I do not have access to the reports but I am unable to recall a case where a mere admission of a crime, unaccompanied by any act or words threatening or reflecting on the hearer, has been held to be provocation reducing wilful murder to manslaughter. Neither counsel was able to cite one, although my attention was drawn to the decision of this Court in R. v. Rumints-Gorok[xlii]5. There, Smithers J. expressed the view that adultery committed by a wife and subsequently admitted was, because of the marriage relationship an “act done” by the wife to the husband within the definition. Such a view seems to me to raise formidable difficulties. If a wife admits to her husband adultery committed many years before, what is the act—the adultery or its mere verbal disclosure? I am inclined to think, at least if s. 268 is read with s. 304, that the provocative act or words must be directed to the person claiming protection or in his presence to a person who stands in a special relationship to him. But I express no concluded view because it is unnecessary for the present case to do so.
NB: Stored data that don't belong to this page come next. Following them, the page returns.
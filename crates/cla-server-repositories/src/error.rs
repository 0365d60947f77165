// Copyright (c) 2025 Geoffrey Huntley <ghuntley@ghuntley.com>. All rights reserved.
// SPDX-License-Identifier: Proprietary

use cla_common_core::ContextError;
use cla_server_db::DbError;
use cla_server_github_app::GithubAppError;
use cla_server_project_service::ProjectServiceError;
use thiserror::Error;

/// Everything the linker reports to its callers.
///
/// Lower-level errors fold into these kinds; anything worth retrying becomes
/// `Transient` with the underlying message.
#[derive(Debug, Error)]
pub enum RepositoryError {
	#[error("Not found: {0}")]
	NotFound(String),

	#[error("Repository not found: {0}")]
	RepositoryNotFound(String),

	#[error("GitHub App is not installed on organization {0}")]
	OrganizationNotInstalled(String),

	#[error("Project {project_sfid} is not associated with {resource}")]
	TenancyViolation {
		project_sfid: String,
		resource: String,
	},

	#[error("Invalid branch protection status check: {0}")]
	InvalidBranchProtectionName(String),

	#[error("Invalid repository external id: {0:?}")]
	BadExternalId(String),

	#[error("Policy violation: {0}")]
	PolicyViolation(String),

	#[error("Transient failure: {0}")]
	Transient(String),

	#[error("Request cancelled")]
	Cancelled,
}

impl RepositoryError {
	pub fn tenancy(project_sfid: &str, resource: impl Into<String>) -> Self {
		RepositoryError::TenancyViolation {
			project_sfid: project_sfid.to_string(),
			resource: resource.into(),
		}
	}

	pub fn is_transient(&self) -> bool {
		matches!(self, RepositoryError::Transient(_))
	}
}

impl From<ContextError> for RepositoryError {
	fn from(e: ContextError) -> Self {
		match e {
			ContextError::Cancelled => RepositoryError::Cancelled,
			ContextError::DeadlineExceeded => RepositoryError::Transient(e.to_string()),
		}
	}
}

impl From<DbError> for RepositoryError {
	fn from(e: DbError) -> Self {
		match e {
			DbError::NotFound(what) => RepositoryError::RepositoryNotFound(what),
			other => RepositoryError::Transient(other.to_string()),
		}
	}
}

impl From<ProjectServiceError> for RepositoryError {
	fn from(e: ProjectServiceError) -> Self {
		match e {
			ProjectServiceError::NotFound(sfid) => {
				RepositoryError::NotFound(format!("project {sfid}"))
			}
			ProjectServiceError::PolicyViolation(msg) => RepositoryError::PolicyViolation(msg),
			ProjectServiceError::Cancelled => RepositoryError::Cancelled,
			other => RepositoryError::Transient(other.to_string()),
		}
	}
}

impl From<GithubAppError> for RepositoryError {
	fn from(e: GithubAppError) -> Self {
		match e {
			GithubAppError::BranchNotFound { .. } => RepositoryError::NotFound(e.to_string()),
			e if e.is_not_found() => RepositoryError::NotFound(e.to_string()),
			other => RepositoryError::Transient(other.to_string()),
		}
	}
}

#[cfg(test)]
mod tests {
	use super::*;

	#[test]
	fn context_errors() {
		assert!(matches!(
			RepositoryError::from(ContextError::Cancelled),
			RepositoryError::Cancelled
		));
		assert!(RepositoryError::from(ContextError::DeadlineExceeded).is_transient());
	}

	#[test]
	fn limiter_drop_is_transient() {
		assert!(RepositoryError::from(GithubAppError::LimiterDropped).is_transient());
		assert!(RepositoryError::from(GithubAppError::RateLimited).is_transient());
	}

	#[test]
	fn github_404_is_not_found() {
		let err = RepositoryError::from(GithubAppError::ApiError {
			status: 404,
			message: "Not Found".into(),
		});
		assert!(matches!(err, RepositoryError::NotFound(_)));
	}

	#[test]
	fn store_not_found_is_repository_not_found() {
		let err = RepositoryError::from(DbError::NotFound("repository r1".into()));
		assert!(matches!(err, RepositoryError::RepositoryNotFound(_)));
		assert!(RepositoryError::from(DbError::Conflict("dup".into())).is_transient());
	}

	#[test]
	fn catalog_errors() {
		assert!(matches!(
			RepositoryError::from(ProjectServiceError::NotFound("P9".into())),
			RepositoryError::NotFound(_)
		));
		assert!(matches!(
			RepositoryError::from(ProjectServiceError::PolicyViolation("root".into())),
			RepositoryError::PolicyViolation(_)
		));
		assert!(RepositoryError::from(ProjectServiceError::Timeout).is_transient());
	}

	#[test]
	fn tenancy_message_names_both_ids() {
		let msg = RepositoryError::tenancy("P1", "CLA group G1").to_string();
		assert!(msg.contains("P1"));
		assert!(msg.contains("G1"));
	}
}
I mention the matter because it was argued at some length by counsel.
I consider that the defence of provocation fails and my verdict is that the accused is guilty of wilful murder.
Verdict: Guilty of wilful murder.
Solicitor for the Crown: S. H. Johnson, Crown Solicitor.
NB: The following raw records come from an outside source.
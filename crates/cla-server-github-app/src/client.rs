// Copyright (c) 2025 Geoffrey Huntley <ghuntley@ghuntley.com>. All rights reserved.
// SPDX-License-Identifier: Proprietary

//! GitHub App client with JWT authentication and installation token caching.

use std::collections::HashMap;
use std::sync::Arc;
use std::time::Duration;

use chrono::{DateTime, Utc};
use cla_common_http::{retry, RetryConfig};
use reqwest::{Client, Method, StatusCode};
use serde::de::DeserializeOwned;
use tokio::sync::Mutex;
use tracing::{debug, error, info, instrument, warn};

use crate::config::GithubAppConfig;
use crate::error::GithubAppError;
use crate::jwt::{generate_app_jwt, JWT_VALIDITY_SECS};
use crate::limiter::NonBlockingLimiter;
use crate::tokens::TokenSlots;
use crate::types::{
	AccessTokenResponse, BranchProtectionRule, GitHubProtectionResponse, GitHubRepoResponse,
	Repository, UpdateProtectionRequest,
};

const REQUEST_TIMEOUT: Duration = Duration::from_secs(30);
/// Installation tokens live an hour; mint a new one with this much left.
const INSTALLATION_TOKEN_MARGIN: Duration = Duration::from_secs(120);
const APP_JWT_MARGIN: Duration = Duration::from_secs(30);

/// GitHub's 404 message for a branch without a protection rule.
const BRANCH_NOT_PROTECTED: &str = "Branch not protected";

/// Client for the GitHub REST API, authenticated as an App installation.
///
/// Cloning is cheap; clones share token caches and limiters.
#[derive(Clone)]
pub struct GithubAppClient {
	http_client: Client,
	config: GithubAppConfig,
	app_jwt: Arc<TokenSlots<()>>,
	installation_tokens: Arc<TokenSlots<i64>>,
	/// One bucket per installation, shared by every engine bound to it
	limiters: Arc<Mutex<HashMap<i64, Arc<NonBlockingLimiter>>>>,
}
Solicitor for the accused: W. A. Lalor, Public Solicitor.
[xxxviii]>* Section 268 of The Criminal Code provides: “The term ‘provocation’, used with reference to an offence of which an assault is an element, means and includes, except as hereinafter stated, any wrongful act or insult of such a nature as to be likely, when done to an ordinary person, or in the presence of an ordinary person to another person who is under his immediate care, or to whom he stands in a conjugal, parental, filial, or fraternal, relation, or in the relation of master or servant, to deprive him of the power of self-control and to induce him to assault the person by whom the act or insult is done or offered. . . .”
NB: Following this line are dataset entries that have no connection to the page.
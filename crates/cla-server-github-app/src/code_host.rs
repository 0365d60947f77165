// Copyright (c) 2025 Geoffrey Huntley <ghuntley@ghuntley.com>. All rights reserved.
// SPDX-License-Identifier: Proprietary

use std::sync::Arc;

use async_trait::async_trait;
use tracing::instrument;

use crate::branch_protection::{
	BranchProtectionEngine, BranchProtectionOptions, BranchProtectionRepository,
};
use crate::client::GithubAppClient;
use crate::error::GithubAppError;
use crate::types::Repository;

/// The slice of the code host the repository linker needs. Every call acts
/// as an App installation.
#[async_trait]
pub trait CodeHost: Send + Sync {
	async fn get_repository_by_external_id(
		&self,
		installation_id: i64,
		external_id: i64,
	) -> Result<Repository, GithubAppError>;

	/// Canonical owner login for `org/repo`. May be empty; callers reject
	/// that.
	async fn get_owner_name(
		&self,
		installation_id: i64,
		org: &str,
		repo: &str,
	) -> Result<String, GithubAppError>;

	async fn branch_protection(
		&self,
		installation_id: i64,
		options: BranchProtectionOptions,
	) -> Arc<dyn BranchProtectionEngine>;
}

#[async_trait]
impl CodeHost for GithubAppClient {
	async fn get_repository_by_external_id(
		&self,
		installation_id: i64,
		external_id: i64,
	) -> Result<Repository, GithubAppError> {
		self.get_repository_by_id(installation_id, external_id).await
	}

	#[instrument(skip(self))]
	async fn get_owner_name(
		&self,
		installation_id: i64,
		org: &str,
		repo: &str,
	) -> Result<String, GithubAppError> {
		let repository = self.get_repository(installation_id, org, repo).await?;
		Ok(repository.owner_login)
	}

	async fn branch_protection(
		&self,
		installation_id: i64,
		options: BranchProtectionOptions,
	) -> Arc<dyn BranchProtectionEngine> {
		Arc::new(BranchProtectionRepository::new(self.clone(), installation_id, options).await)
	}
}

/// `owner/repo` to `repo`. Names without a slash pass through.
pub fn clean_repo_name(full_name: &str) -> &str {
	match full_name.rsplit_once('/') {
		Some((_, repo)) => repo,
		None => full_name,
	}
}

#[cfg(test)]
mod tests {
	use super::*;
	use crate::client::tests::{repo_body, test_client};
	use proptest::prelude::*;
	use wiremock::matchers::{method, path};
	use wiremock::{Mock, MockServer, ResponseTemplate};

	#[test]
	fn clean_repo_name_strips_owner() {
		assert_eq!(clean_repo_name("acme/widgets"), "widgets");
		assert_eq!(clean_repo_name("widgets"), "widgets");
		assert_eq!(clean_repo_name(""), "");
	}

	proptest! {
		#[test]
		fn cleaned_name_has_no_slash(owner in "[a-z0-9-]{1,10}", repo in "[a-z0-9._-]{1,10}") {
			let full = format!("{owner}/{repo}");
			prop_assert_eq!(clean_repo_name(&full), repo.as_str());
		}
	}

	#[tokio::test]
	async fn owner_name_is_canonical_login() {
		let server = MockServer::start().await;
		Mock::given(method("GET"))
			.and(path("/repos/ACME/widgets"))
			.respond_with(ResponseTemplate::new(200).set_body_json(repo_body(42, "acme/widgets")))
			.mount(&server)
			.await;

		let client = test_client(&server).await;
		let host: &dyn CodeHost = &client;
		assert_eq!(host.get_owner_name(17, "ACME", "widgets").await.unwrap(), "acme");
	}

	#[tokio::test]
	async fn engine_is_bound_to_installation() {
		let server = MockServer::start().await;
		Mock::given(method("GET"))
			.and(path("/repos/acme/widgets"))
			.respond_with(ResponseTemplate::new(200).set_body_json(repo_body(42, "acme/widgets")))
			.mount(&server)
			.await;

		let client = test_client(&server).await;
		let engine = client
			.branch_protection(17, BranchProtectionOptions::new())
			.await;
		assert_eq!(engine.default_branch("acme", "widgets").await.unwrap(), "main");
	}
}
// Copyright (c) 2025 Geoffrey Huntley <ghuntley@ghuntley.com>. All rights reserved.
// SPDX-License-Identifier: Proprietary

/// Service tag a project carries in `EnabledServices` once CLA is enabled.
pub const CLA_SERVICE: &str = "CLA";

/// Written in place of an empty `EnabledServices` list.
pub const NO_SERVICES_SENTINEL: &str = "N/A";

/// The only status-check context callers may toggle on a protected branch.
pub const EASYCLA_STATUS_CHECK: &str = "EasyCLA";

/// Status checks accepted by branch-protection updates.
pub const ALLOWED_STATUS_CHECKS: &[&str] = &[EASYCLA_STATUS_CHECK];

pub const THE_LINUX_FOUNDATION: &str = "The Linux Foundation";
pub const LF_PROJECTS_LLC: &str = "LF Projects, LLC";

/// Foundation names that act as the root of the project hierarchy.
pub const FOUNDATION_ROOT_NAMES: &[&str] = &[THE_LINUX_FOUNDATION, LF_PROJECTS_LLC];

pub const REPOSITORY_TYPE_GITHUB: &str = "github";

pub const RECORD_VERSION: &str = "v1";

pub fn is_foundation_root_name(name: &str) -> bool {
	FOUNDATION_ROOT_NAMES.contains(&name)
}

pub fn is_allowed_status_check(name: &str) -> bool {
	ALLOWED_STATUS_CHECKS.contains(&name)
}
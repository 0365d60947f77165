// Copyright (c) 2025 Geoffrey Huntley <ghuntley@ghuntley.com>. All rights reserved.
// SPDX-License-Identifier: Proprietary

use std::path::PathBuf;

#[derive(Debug, thiserror::Error)]
pub enum ConfigError {
	#[error("Invalid value for {key}: {message}")]
	InvalidValue { key: String, message: String },

	#[error("Failed to parse TOML config at {path}: {source}")]
	TomlParse {
		path: PathBuf,
		#[source]
		source: toml::de::Error,
	},

	#[error("Failed to read config file {path}: {source}")]
	FileRead {
		path: PathBuf,
		#[source]
		source: std::io::Error,
	},

	#[error("Validation error: {0}")]
	Validation(String),

	#[error("Secret loading error: {0}")]
	Secret(String),
}

impl From<cla_common_config::SecretEnvError> for ConfigError {
	fn from(e: cla_common_config::SecretEnvError) -> Self {
		ConfigError::Secret(e.to_string())
	}
}
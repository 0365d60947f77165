// Copyright (c) 2025 Geoffrey Huntley <ghuntley@ghuntley.com>. All rights reserved.
// SPDX-License-Identifier: Proprietary

use std::str::FromStr;

use sqlx::sqlite::{SqliteConnectOptions, SqliteJournalMode, SqlitePool, SqliteSynchronous};

use crate::error::DbError;

/// Open a WAL-mode SQLite pool, creating the file when missing.
#[tracing::instrument(skip(database_url))]
pub async fn create_pool(database_url: &str) -> Result<SqlitePool, DbError> {
	let options = SqliteConnectOptions::from_str(database_url)
		.map_err(|e| DbError::Internal(format!("Invalid database URL: {e}")))?
		.journal_mode(SqliteJournalMode::Wal)
		.synchronous(SqliteSynchronous::Normal)
		.create_if_missing(true);

	let pool = SqlitePool::connect_with(options).await?;

	tracing::debug!("database pool created");
	Ok(pool)
}

#[cfg(test)]
mod tests {
	use super::*;

	#[tokio::test]
	async fn creates_database_file() {
		let dir = tempfile::tempdir().unwrap();
		let path = dir.path().join("cla.db");
		let url = format!("sqlite:{}", path.display());

		let pool = create_pool(&url).await.unwrap();
		sqlx::query("SELECT 1").execute(&pool).await.unwrap();

		assert!(path.exists());
	}
}
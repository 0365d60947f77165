// Copyright (c) 2025 Geoffrey Huntley <ghuntley@ghuntley.com>. All rights reserved.
// SPDX-License-Identifier: Proprietary

//! Per-request execution context.
//!
//! Every outbound call made while serving a request (catalog, GitHub, the
//! local store) is wrapped in [`RequestContext::run`]. Cancelling the token
//! or passing the deadline aborts the in-flight call by dropping its future;
//! nothing is compensated.

use std::future::Future;
use std::time::Duration;

use thiserror::Error;
use tokio::time::Instant;
use tokio_util::sync::CancellationToken;
use uuid::Uuid;

#[derive(Debug, Clone, Copy, PartialEq, Eq, Error)]
pub enum ContextError {
	#[error("request cancelled")]
	Cancelled,

	#[error("request deadline exceeded")]
	DeadlineExceeded,
}

#[derive(Debug, Clone)]
pub struct RequestContext {
	request_id: Uuid,
	cancel: CancellationToken,
	deadline: Option<Instant>,
}

impl RequestContext {
	pub fn new() -> Self {
		Self {
			request_id: Uuid::new_v4(),
			cancel: CancellationToken::new(),
			deadline: None,
		}
	}

	pub fn with_timeout(timeout: Duration) -> Self {
		Self::new().with_deadline(Instant::now() + timeout)
	}

	pub fn with_deadline(mut self, deadline: Instant) -> Self {
		self.deadline = Some(deadline);
		self
	}

	pub fn with_request_id(mut self, request_id: Uuid) -> Self {
		self.request_id = request_id;
		self
	}

	/// A context sharing the request id and deadline whose cancellation is
	/// also triggered when `self` is cancelled.
	pub fn child(&self) -> Self {
		Self {
			request_id: self.request_id,
			cancel: self.cancel.child_token(),
			deadline: self.deadline,
		}
	}

	pub fn request_id(&self) -> Uuid {
		self.request_id
	}

	pub fn deadline(&self) -> Option<Instant> {
		self.deadline
	}

	pub fn remaining(&self) -> Option<Duration> {
		self
			.deadline
			.map(|deadline| deadline.saturating_duration_since(Instant::now()))
	}

	pub fn cancel(&self) {
		self.cancel.cancel();
	}

	pub fn is_cancelled(&self) -> bool {
		self.cancel.is_cancelled()
	}

	pub fn cancellation_token(&self) -> CancellationToken {
		self.cancel.clone()
	}

	/// Fails fast without running anything.
	pub fn check(&self) -> Result<(), ContextError> {
		if self.is_cancelled() {
			return Err(ContextError::Cancelled);
		}
		if let Some(deadline) = self.deadline {
			if Instant::now() >= deadline {
				return Err(ContextError::DeadlineExceeded);
			}
		}
		Ok(())
	}

	/// Drive `fut` to completion unless the context is cancelled or its
	/// deadline passes first. Cancellation wins over a simultaneously expired
	/// deadline.
	pub async fn run<F, T>(&self, fut: F) -> Result<T, ContextError>
	where
		F: Future<Output = T>,
	{
		self.check()?;

		match self.deadline {
			Some(deadline) => {
				tokio::select! {
					biased;
					_ = self.cancel.cancelled() => Err(ContextError::Cancelled),
					_ = tokio::time::sleep_until(deadline) => {
						tracing::debug!(request_id = %self.request_id, "request deadline exceeded");
						Err(ContextError::DeadlineExceeded)
					}
					value = fut => Ok(value),
				}
			}
			None => {
				tokio::select! {
					biased;
					_ = self.cancel.cancelled() => Err(ContextError::Cancelled),
					value = fut => Ok(value),
				}
			}
		}
	}
}

impl Default for RequestContext {
	fn default() -> Self {
		Self::new()
	}
}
[xxxix]** Section 304 of The Criminal Code provides: “When a person who unlawfully kills another under circumstances which, but for the provisions of this section, would constitute wilful murder or murder, does the act which causes death in the heat of passion caused by sudden provocation, and before there is time for his passion to cool, he is guilty of manslaughter only.”
[xl][1967-68] P. & N.G.L.R. 1.
[xli] [1964] A.C. 1369, at p. 1391; [1964] UKPCHCA 1; (1964) 111 C.L.R. 665, at p. 681.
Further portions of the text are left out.